• [What you will do]
Extract all of the data and reproduce it precisely.

= = = =

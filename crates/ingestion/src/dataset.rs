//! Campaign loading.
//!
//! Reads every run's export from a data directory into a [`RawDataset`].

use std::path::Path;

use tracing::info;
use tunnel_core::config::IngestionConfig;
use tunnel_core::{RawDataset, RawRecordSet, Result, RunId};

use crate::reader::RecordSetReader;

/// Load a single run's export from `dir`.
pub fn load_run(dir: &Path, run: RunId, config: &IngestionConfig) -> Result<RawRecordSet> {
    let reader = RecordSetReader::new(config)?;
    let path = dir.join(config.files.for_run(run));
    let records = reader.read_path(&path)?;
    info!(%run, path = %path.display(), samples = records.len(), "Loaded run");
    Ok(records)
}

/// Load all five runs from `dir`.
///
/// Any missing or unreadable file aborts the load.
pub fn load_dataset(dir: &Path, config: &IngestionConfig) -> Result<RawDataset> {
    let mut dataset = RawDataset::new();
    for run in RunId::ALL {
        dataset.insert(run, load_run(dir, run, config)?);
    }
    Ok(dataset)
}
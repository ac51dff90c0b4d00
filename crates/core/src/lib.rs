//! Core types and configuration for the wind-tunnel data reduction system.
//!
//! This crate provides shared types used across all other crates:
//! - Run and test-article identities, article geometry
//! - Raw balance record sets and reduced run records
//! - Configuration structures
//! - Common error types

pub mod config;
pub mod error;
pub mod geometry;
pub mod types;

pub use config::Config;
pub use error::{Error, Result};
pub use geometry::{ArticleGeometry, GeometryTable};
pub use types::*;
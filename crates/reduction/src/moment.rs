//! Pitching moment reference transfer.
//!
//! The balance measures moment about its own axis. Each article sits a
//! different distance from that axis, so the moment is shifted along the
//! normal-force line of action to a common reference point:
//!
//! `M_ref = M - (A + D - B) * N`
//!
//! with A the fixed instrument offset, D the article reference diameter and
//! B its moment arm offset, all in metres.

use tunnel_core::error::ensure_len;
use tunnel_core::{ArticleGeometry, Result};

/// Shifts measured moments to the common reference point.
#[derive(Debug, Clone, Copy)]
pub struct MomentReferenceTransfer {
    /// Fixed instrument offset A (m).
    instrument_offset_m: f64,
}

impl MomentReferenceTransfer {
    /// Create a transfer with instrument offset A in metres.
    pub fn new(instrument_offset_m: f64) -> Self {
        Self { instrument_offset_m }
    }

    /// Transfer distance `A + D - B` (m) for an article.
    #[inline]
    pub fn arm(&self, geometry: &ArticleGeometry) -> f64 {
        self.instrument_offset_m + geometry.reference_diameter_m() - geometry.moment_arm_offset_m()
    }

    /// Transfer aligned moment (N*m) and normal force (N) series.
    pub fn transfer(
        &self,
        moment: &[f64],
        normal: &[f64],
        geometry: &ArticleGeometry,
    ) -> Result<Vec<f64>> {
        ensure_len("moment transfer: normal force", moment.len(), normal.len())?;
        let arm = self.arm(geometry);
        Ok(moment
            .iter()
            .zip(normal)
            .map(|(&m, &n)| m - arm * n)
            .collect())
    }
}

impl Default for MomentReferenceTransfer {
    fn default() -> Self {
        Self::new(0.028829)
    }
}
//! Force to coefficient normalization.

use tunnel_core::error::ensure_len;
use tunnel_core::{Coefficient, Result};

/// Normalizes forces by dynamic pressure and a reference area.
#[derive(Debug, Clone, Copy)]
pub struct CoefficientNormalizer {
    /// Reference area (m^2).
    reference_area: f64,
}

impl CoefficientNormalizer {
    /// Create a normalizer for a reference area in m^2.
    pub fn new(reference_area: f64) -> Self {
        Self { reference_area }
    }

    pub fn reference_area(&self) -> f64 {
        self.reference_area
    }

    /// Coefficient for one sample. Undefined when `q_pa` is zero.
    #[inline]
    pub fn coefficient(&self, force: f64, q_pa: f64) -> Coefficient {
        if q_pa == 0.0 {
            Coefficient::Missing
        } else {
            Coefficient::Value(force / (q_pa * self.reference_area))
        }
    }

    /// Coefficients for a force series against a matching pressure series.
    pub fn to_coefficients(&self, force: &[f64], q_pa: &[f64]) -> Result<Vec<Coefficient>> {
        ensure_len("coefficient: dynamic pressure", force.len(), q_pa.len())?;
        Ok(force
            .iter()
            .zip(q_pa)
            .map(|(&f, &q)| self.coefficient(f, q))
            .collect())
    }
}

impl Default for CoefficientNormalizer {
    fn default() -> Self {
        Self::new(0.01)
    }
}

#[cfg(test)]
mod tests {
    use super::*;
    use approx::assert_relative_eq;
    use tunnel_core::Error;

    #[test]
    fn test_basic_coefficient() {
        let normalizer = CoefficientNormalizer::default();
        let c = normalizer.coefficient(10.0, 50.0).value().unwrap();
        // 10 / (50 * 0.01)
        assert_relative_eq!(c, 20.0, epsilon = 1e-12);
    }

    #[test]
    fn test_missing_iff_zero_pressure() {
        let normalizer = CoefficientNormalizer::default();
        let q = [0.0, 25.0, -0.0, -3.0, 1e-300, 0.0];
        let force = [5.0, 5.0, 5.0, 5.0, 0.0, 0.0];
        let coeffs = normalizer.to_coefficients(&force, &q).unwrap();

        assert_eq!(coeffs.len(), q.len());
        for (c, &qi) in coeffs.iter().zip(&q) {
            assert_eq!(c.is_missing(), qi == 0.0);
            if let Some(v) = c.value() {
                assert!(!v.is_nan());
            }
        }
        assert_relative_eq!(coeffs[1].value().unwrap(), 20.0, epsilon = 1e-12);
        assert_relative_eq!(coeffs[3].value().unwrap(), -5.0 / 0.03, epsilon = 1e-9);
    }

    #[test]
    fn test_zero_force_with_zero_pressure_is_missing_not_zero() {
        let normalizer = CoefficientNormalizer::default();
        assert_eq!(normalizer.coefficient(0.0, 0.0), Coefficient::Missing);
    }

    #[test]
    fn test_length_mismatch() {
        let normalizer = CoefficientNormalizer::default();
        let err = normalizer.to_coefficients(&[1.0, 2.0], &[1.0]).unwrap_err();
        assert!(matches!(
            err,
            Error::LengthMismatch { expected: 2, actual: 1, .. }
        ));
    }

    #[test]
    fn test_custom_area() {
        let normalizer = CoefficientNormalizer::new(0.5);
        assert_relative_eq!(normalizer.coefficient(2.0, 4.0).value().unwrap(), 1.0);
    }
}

= = = =

• [Output of the exercise]
filename crates/ingestion/src/dataset.rs
//! Campaign loading.
//!
//! Reads every run's export from a data directory into a [`RawDataset`].

use std::path::Path;

use tracing::info;
use tunnel_core::config::IngestionConfig;
use tunnel_core::{RawDataset, RawRecordSet, Result, RunId};

use crate::reader::RecordSetReader;

/// Load a single run's export from `dir`.
pub fn load_run(dir: &Path, run: RunId, config: &IngestionConfig) -> Result<RawRecordSet> {
    let reader = RecordSetReader::new(config)?;
    let path = dir.join(config.files.for_run(run));
    let records = reader.read_path(&path)?;
    info!(%run, path = %path.display(), samples = records.len(), "Loaded run");
    Ok(records)
}

/// Load all five runs from `dir`.
///
/// Any missing or unreadable file aborts the load.
pub fn load_dataset(dir: &Path, config: &IngestionConfig) -> Result<RawDataset> {
    let mut dataset = RawDataset::new();
    for run in RunId::ALL {
        dataset.insert(run, load_run(dir, run, config)?);
    }
    Ok(dataset)
}
repository ac51dff90c0b4d00
filename crates/core/src/lib.rs
//! Core types and configuration for the wind-tunnel data reduction system.
//!
//! This crate provides shared types used across all other crates:
//! - Run and test-article identities, article geometry
//! - Raw balance record sets and reduced run records
//! - Configuration structures
//! - Common error types

pub mod config;
pub mod error;
pub mod geometry;
pub mod types;

pub use config::Config;
pub use error::{Error, Result};
pub use geometry::{ArticleGeometry, GeometryTable};
pub use types::*;
filename crates/reduction/src/moment.rs
//! Pitching moment reference transfer.
//!
//! The balance measures moment about its own axis. Each article sits a
//! different distance from that axis, so the moment is shifted along the
//! normal-force line of action to a common reference point:
//!
//! `M_ref = M - (A + D - B) * N`
//!
//! with A the fixed instrument offset, D the article reference diameter and
//! B its moment arm offset, all in metres.

use tunnel_core::error::ensure_len;
use tunnel_core::{ArticleGeometry, Result};

/// Shifts measured moments to the common reference point.
#[derive(Debug, Clone, Copy)]
pub struct MomentReferenceTransfer {
    /// Fixed instrument offset A (m).
    instrument_offset_m: f64,
}

impl MomentReferenceTransfer {
    /// Create a transfer with instrument offset A in metres.
    pub fn new(instrument_offset_m: f64) -> Self {
        Self { instrument_offset_m }
    }

    /// Transfer distance `A + D - B` (m) for an article.
    #[inline]
    pub fn arm(&self, geometry: &ArticleGeometry) -> f64 {
        self.instrument_offset_m + geometry.reference_diameter_m() - geometry.moment_arm_offset_m()
    }

    /// Transfer aligned moment (N*m) and normal force (N) series.
    pub fn transfer(
        &self,
        moment: &[f64],
        normal: &[f64],
        geometry: &ArticleGeometry,
    ) -> Result<Vec<f64>> {
        ensure_len("moment transfer: normal force", moment.len(), normal.len())?;
        let arm = self.arm(geometry);
        Ok(moment
            .iter()
            .zip(normal)
            .map(|(&m, &n)| m - arm * n)
            .collect())
    }
}

impl Default for MomentReferenceTransfer {
    fn default() -> Self {
        Self::new(0.028829)
    }
}
//! Force to coefficient normalization.

use tunnel_core::error::ensure_len;
use tunnel_core::{Coefficient, Result};

/// Normalizes forces by dynamic pressure and a reference area.
#[derive(Debug, Clone, Copy)]
pub struct CoefficientNormalizer {
    /// Reference area (m^2).
    reference_area: f64,
}

impl CoefficientNormalizer {
    /// Create a normalizer for a reference area in m^2.
    pub fn new(reference_area: f64) -> Self {
        Self { reference_area }
    }

    pub fn reference_area(&self) -> f64 {
        self.reference_area
    }

    /// Coefficient for one sample. Undefined when `q_pa` is zero.
    #[inline]
    pub fn coefficient(&self, force: f64, q_pa: f64) -> Coefficient {
        if q_pa == 0.0 {
            Coefficient::Missing
        } else {
            Coefficient::Value(force / (q_pa * self.reference_area))
        }
    }

    /// Coefficients for a force series against a matching pressure series.
    pub fn to_coefficients(&self, force: &[f64], q_pa: &[f64]) -> Result<Vec<Coefficient>> {
        ensure_len("coefficient: dynamic pressure", force.len(), q_pa.len())?;
        Ok(force
            .iter()
            .zip(q_pa)
            .map(|(&f, &q)| self.coefficient(f, q))
            .collect())
    }
}

impl Default for CoefficientNormalizer {
    fn default() -> Self {
        Self::new(0.01)
    }
}

#[cfg(test)]
mod tests {
    use super::*;
    use approx::assert_relative_eq;
    use tunnel_core::Error;

    #[test]
    fn test_basic_coefficient() {
        let normalizer = CoefficientNormalizer::default();
        let c = normalizer.coefficient(10.0, 50.0).value().unwrap();
        // 10 / (50 * 0.01)
        assert_relative_eq!(c, 20.0, epsilon = 1e-12);
    }

    #[test]
    fn test_missing_iff_zero_pressure() {
        let normalizer = CoefficientNormalizer::default();
        let q = [0.0, 25.0, -0.0, -3.0, 1e-300, 0.0];
        let force = [5.0, 5.0, 5.0, 5.0, 0.0, 0.0];
        let coeffs = normalizer.to_coefficients(&force, &q).unwrap();

        assert_eq!(coeffs.len(), q.len());
        for (c, &qi) in coeffs.iter().zip(&q) {
            assert_eq!(c.is_missing(), qi == 0.0);
            if let Some(v) = c.value() {
                assert!(!v.is_nan());
            }
        }
        assert_relative_eq!(coeffs[1].value().unwrap(), 20.0, epsilon = 1e-12);
        assert_relative_eq!(coeffs[3].value().unwrap(), -5.0 / 0.03, epsilon = 1e-9);
    }

    #[test]
    fn test_zero_force_with_zero_pressure_is_missing_not_zero() {
        let normalizer = CoefficientNormalizer::default();
        assert_eq!(normalizer.coefficient(0.0, 0.0), Coefficient::Missing);
    }

    #[test]
    fn test_length_mismatch() {
        let normalizer = CoefficientNormalizer::default();
        let err = normalizer.to_coefficients(&[1.0, 2.0], &[1.0]).unwrap_err();
        assert!(matches!(
            err,
            Error::LengthMismatch { expected: 2, actual: 1, .. }
        ));
    }

    #[test]
    fn test_custom_area() {
        let normalizer = CoefficientNormalizer::new(0.5);
        assert_relative_eq!(normalizer.coefficient(2.0, 4.0).value().unwrap(), 1.0);
    }
}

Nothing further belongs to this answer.